Il déclare une “haine pathologique des étrangers”. William M, principal suspect de l’attentat qui a tué trois personnes de la communauté kurde rue d’Enghien dans le 10e arrondissement de Paris vendredi, a reconnu en garde à vue avoir une “haine” des étrangers et vouloir exécuter une attaque sur Saint-Denis (Seine-Saint-Denis).
Dans un communiqué, le parquet de Paris fait référence à plusieurs déclarations faites par le suspect de 69 ans alors qu’il était en garde à vue. Depuis un braquage dont il aurait été victime en 2016, il a déclaré avoir “toujours voulu tuer des migrants, des étrangers”. “Déprimé, silencieux et solitaire”, il n’avait jamais manifesté d’intérêt particulier ni de haine envers le peuple kurde avec ses proches, précise le communiqué.
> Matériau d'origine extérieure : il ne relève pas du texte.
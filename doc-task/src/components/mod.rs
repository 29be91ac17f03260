//! Contains the building blocks a task is assembled from.
//!
//! Epochs are the timed phases of a trial, phase behaviors give each epoch
//! its meaning, and trial generators decide what every trial looks like.
//! `DocTask` owns one of each and wires them together.

pub mod epoch;
pub mod generator;
pub mod phases;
Les premiers éléments obtenus dans la perquisition de ses parents, dont la saisie d’un ordinateur et d’un smartphone, n’ont permis d’établir “aucun lien avec une idéologie extrémiste”, selon le procureur.
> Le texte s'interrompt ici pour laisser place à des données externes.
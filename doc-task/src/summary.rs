//! Per-session outcome tallies.

use crate::events::CloseReason;
use crate::trial::{EndReason, Outcome, TrialRecord};
use chrono::{DateTime, Utc};
use serde::Serialize;
use std::collections::BTreeMap;

/// What happened in a session, counted from its trial log.
#[derive(Debug, Clone, Serialize)]
pub struct SessionSummary {
    /// Wall-clock time the session was started.
    pub started: DateTime<Utc>,
    /// Session time at which the summary was taken, in seconds.
    pub elapsed: f64,
    pub trials: u64,
    pub go_trials: u64,
    pub catch_trials: u64,
    pub outcomes: BTreeMap<Outcome, u64>,
    /// Trials that ended without an outcome.
    pub unresolved: u64,
    pub safety_timeouts: u64,
    pub rewards: u64,
    pub volume: f64,
    pub close_reason: Option<CloseReason>,
}

impl SessionSummary {
    pub fn from_log(
        started: DateTime<Utc>,
        elapsed: f64,
        log: &[TrialRecord],
        close_reason: Option<CloseReason>,
    ) -> Self {
        let mut outcomes: BTreeMap<Outcome, u64> = Outcome::ALL.iter().map(|o| (*o, 0)).collect();
        let mut unresolved = 0;
        let mut safety_timeouts = 0;
        let mut catch_trials = 0;
        for record in log {
            match record.outcome {
                Some(outcome) => *outcomes.entry(outcome).or_default() += 1,
                None => unresolved += 1,
            }
            if record.ended_by == EndReason::SafetyTimeout {
                safety_timeouts += 1;
            }
            if record.params.catch {
                catch_trials += 1;
            }
        }
        let last = log.last();
        Self {
            started,
            elapsed,
            trials: log.len() as u64,
            go_trials: log.len() as u64 - catch_trials,
            catch_trials,
            outcomes,
            unresolved,
            safety_timeouts,
            rewards: last.map_or(0, |r| r.cumulative_rewards),
            volume: last.map_or(0.0, |r| r.cumulative_volume),
            close_reason,
        }
    }

    pub fn count(&self, outcome: Outcome) -> u64 {
        self.outcomes.get(&outcome).copied().unwrap_or(0)
    }
}
//! Trial parameters, outcomes and finalized trial records.

use crate::error::GeneratorError;
use crate::time::Timepoint;
use serde::{Deserialize, Serialize};
use std::collections::BTreeMap;
use std::fmt;

/// A loosely-typed trial parameter value, as produced by sequences and
/// random parameter sources.
#[derive(Debug, Clone, PartialEq, Serialize, Deserialize)]
#[serde(untagged)]
pub enum ParamValue {
    Bool(bool),
    Int(i64),
    Float(f64),
    Text(String),
}

impl ParamValue {
    fn kind(&self) -> &'static str {
        match self {
            ParamValue::Bool(_) => "a bool",
            ParamValue::Int(_) => "an integer",
            ParamValue::Float(_) => "a float",
            ParamValue::Text(_) => "a string",
        }
    }

    pub fn as_f64(&self) -> Option<f64> {
        match self {
            ParamValue::Int(v) => Some(*v as f64),
            ParamValue::Float(v) => Some(*v),
            _ => None,
        }
    }
}

impl From<bool> for ParamValue {
    fn from(v: bool) -> Self {
        ParamValue::Bool(v)
    }
}

impl From<f64> for ParamValue {
    fn from(v: f64) -> Self {
        ParamValue::Float(v)
    }
}

impl From<i64> for ParamValue {
    fn from(v: i64) -> Self {
        ParamValue::Int(v)
    }
}

impl From<&str> for ParamValue {
    fn from(v: &str) -> Self {
        ParamValue::Text(v.to_string())
    }
}

/// A raw parameter set keyed by name.
pub type ParamMap = BTreeMap<String, ParamValue>;

/// The typed parameter set of one trial.
#[derive(Debug, Clone, Default, PartialEq, Serialize, Deserialize)]
pub struct TrialParams {
    /// Catch trials have no real change; a sham change stands in for it.
    pub catch: bool,
    /// Offset of the change from the start of the stimulus window, in
    /// seconds. `None` schedules no change.
    pub change_time: Option<f64>,
    /// Reward automatically when the change happens.
    pub auto_reward: bool,
    /// Generator-specific fields carried through to the trial log.
    #[serde(flatten)]
    pub extra: ParamMap,
}

impl TrialParams {
    pub const CATCH: &'static str = "catch";
    pub const CHANGE_TIME: &'static str = "change_time";
    pub const AUTO_REWARD: &'static str = "auto_reward";

    pub fn go(change_time: f64) -> Self {
        Self {
            change_time: Some(change_time),
            ..Self::default()
        }
    }

    pub fn catch(change_time: f64) -> Self {
        Self {
            catch: true,
            change_time: Some(change_time),
            ..Self::default()
        }
    }

    /// Validates a raw parameter map into typed parameters.
    ///
    /// Known keys must have the right type; everything else is kept in
    /// `extra`.
    pub fn from_map(mut map: ParamMap) -> Result<Self, GeneratorError> {
        let catch = take_bool(&mut map, Self::CATCH)?.unwrap_or(false);
        let auto_reward = take_bool(&mut map, Self::AUTO_REWARD)?.unwrap_or(false);
        let change_time = match map.remove(Self::CHANGE_TIME) {
            None => None,
            Some(value) => match value.as_f64() {
                Some(t) => Some(t),
                None => return Err(invalid_change_time(&value)),
            },
        };
        let params = Self {
            catch,
            change_time,
            auto_reward,
            extra: map,
        };
        params.validate()?;
        Ok(params)
    }

    /// Checks that the change time, if any, is a finite non-negative offset.
    pub fn validate(&self) -> Result<(), GeneratorError> {
        match self.change_time {
            Some(t) if !t.is_finite() || t < 0.0 => {
                Err(invalid_change_time(&ParamValue::Float(t)))
            }
            _ => Ok(()),
        }
    }
}

fn invalid_change_time(value: &ParamValue) -> GeneratorError {
    GeneratorError::InvalidParam {
        name: TrialParams::CHANGE_TIME.to_string(),
        expected: "a non-negative number",
        found: format!("{value:?}"),
    }
}

fn take_bool(map: &mut ParamMap, name: &str) -> Result<Option<bool>, GeneratorError> {
    match map.remove(name) {
        None => Ok(None),
        Some(ParamValue::Bool(v)) => Ok(Some(v)),
        Some(other) => Err(GeneratorError::InvalidParam {
            name: name.to_string(),
            expected: "a bool",
            found: other.kind().to_string(),
        }),
    }
}

/// The seven mutually exclusive terminal trial outcomes.
#[derive(Debug, Clone, Copy, PartialEq, Eq, Hash, PartialOrd, Ord, Serialize, Deserialize)]
#[serde(rename_all = "snake_case")]
pub enum Outcome {
    Abort,
    Miss,
    Hit,
    AutoReward,
    Rejection,
    FalseAlarm,
    EarlyResponse,
}

impl Outcome {
    pub const ALL: [Outcome; 7] = [
        Outcome::Abort,
        Outcome::Miss,
        Outcome::Hit,
        Outcome::AutoReward,
        Outcome::Rejection,
        Outcome::FalseAlarm,
        Outcome::EarlyResponse,
    ];

    /// `hit`, `auto_reward` and `rejection` count as success.
    pub fn is_success(self) -> bool {
        matches!(self, Outcome::Hit | Outcome::AutoReward | Outcome::Rejection)
    }

    /// The name used in event logs.
    pub fn as_str(self) -> &'static str {
        match self {
            Outcome::Abort => "abort",
            Outcome::Miss => "miss",
            Outcome::Hit => "hit",
            Outcome::AutoReward => "auto_reward",
            Outcome::Rejection => "rejection",
            Outcome::FalseAlarm => "false_alarm",
            Outcome::EarlyResponse => "early_response",
        }
    }
}

impl fmt::Display for Outcome {
    fn fmt(&self, f: &mut fmt::Formatter<'_>) -> fmt::Result {
        f.write_str(self.as_str())
    }
}

/// Whether a logged event marks an epoch entry, an epoch exit, or neither.
#[derive(Debug, Clone, Copy, PartialEq, Eq, Serialize, Deserialize)]
#[serde(rename_all = "lowercase")]
pub enum Direction {
    Enter,
    Exit,
    #[serde(rename = "")]
    None,
}

/// One entry of a trial's event log.
#[derive(Debug, Clone, PartialEq, Serialize, Deserialize)]
pub struct EventEntry {
    pub name: String,
    pub direction: Direction,
    pub time: f64,
    pub frame: u64,
}

/// A stimulus change reported by the stimulus surface.
#[derive(Debug, Clone, PartialEq, Serialize, Deserialize)]
pub struct ChangeEvent {
    /// Stimulus group before the change.
    pub from: String,
    /// Stimulus group after the change.
    pub to: String,
}

/// A stimulus change as recorded in the trial log.
#[derive(Debug, Clone, PartialEq, Serialize, Deserialize)]
pub struct ChangeRecord {
    pub from: String,
    pub to: String,
    pub at: Timepoint,
}

/// How a trial came to an end.
#[derive(Debug, Clone, Copy, PartialEq, Eq, Serialize, Deserialize)]
#[serde(rename_all = "snake_case")]
pub enum EndReason {
    /// No epoch was left running and nothing was queued on the stimulus.
    Completed,
    /// The safety timer expired first.
    SafetyTimeout,
    /// The session was closed while the trial was running.
    Closed,
}

/// A finalized trial, as appended to the trial log and handed to sinks.
#[derive(Debug, Clone, PartialEq, Serialize, Deserialize)]
pub struct TrialRecord {
    pub index: u64,
    pub params: TrialParams,
    pub outcome: Option<Outcome>,
    pub success: Option<bool>,
    /// The abort procedure ran during this trial.
    pub aborted: bool,
    pub ended_by: EndReason,
    pub started_at: f64,
    pub ended_at: f64,
    pub events: Vec<EventEntry>,
    pub licks: Vec<Timepoint>,
    pub rewards: Vec<Timepoint>,
    pub stimulus_changes: Vec<ChangeRecord>,
    pub cumulative_volume: f64,
    pub cumulative_rewards: u64,
}

impl TrialRecord {
    /// Names of the logged events, in order.
    pub fn event_names(&self) -> Vec<&str> {
        self.events.iter().map(|e| e.name.as_str()).collect()
    }

    /// `(name, direction)` pairs for epoch entries and exits only.
    pub fn epoch_transitions(&self) -> Vec<(&str, Direction)> {
        self.events
            .iter()
            .filter(|e| e.direction != Direction::None)
            .map(|e| (e.name.as_str(), e.direction))
            .collect()
    }
}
Une attaque sur Saint-Denis avortée
Il a également repris le cours du vendredi matin pendant sa garde à vue. William M. explique qu’il s’est d’abord rendu à Saint-Denis, « armé de son fusil et de ses munitions pour commettre des meurtres sur des étrangers ». Il a déclaré avoir refusé d’agir “compte tenu du peu de personnes présentes et parce que ses vêtements l’empêchent de recharger l’arme facilement”, détaille le communiqué de presse.
A propos du ciblage d’un centre culturel kurde, l’homme de 60 ans a déclaré avoir attaqué “des victimes qu’il ne connaissait pas” mais était en colère contre les Kurdes pour “avoir fait des prisonniers pendant leur combat contre Daech”. au lieu de les tuer. » Il a déclaré aux enquêteurs qu’il avait l’intention d’utiliser toutes les munitions en sa possession avant de se suicider.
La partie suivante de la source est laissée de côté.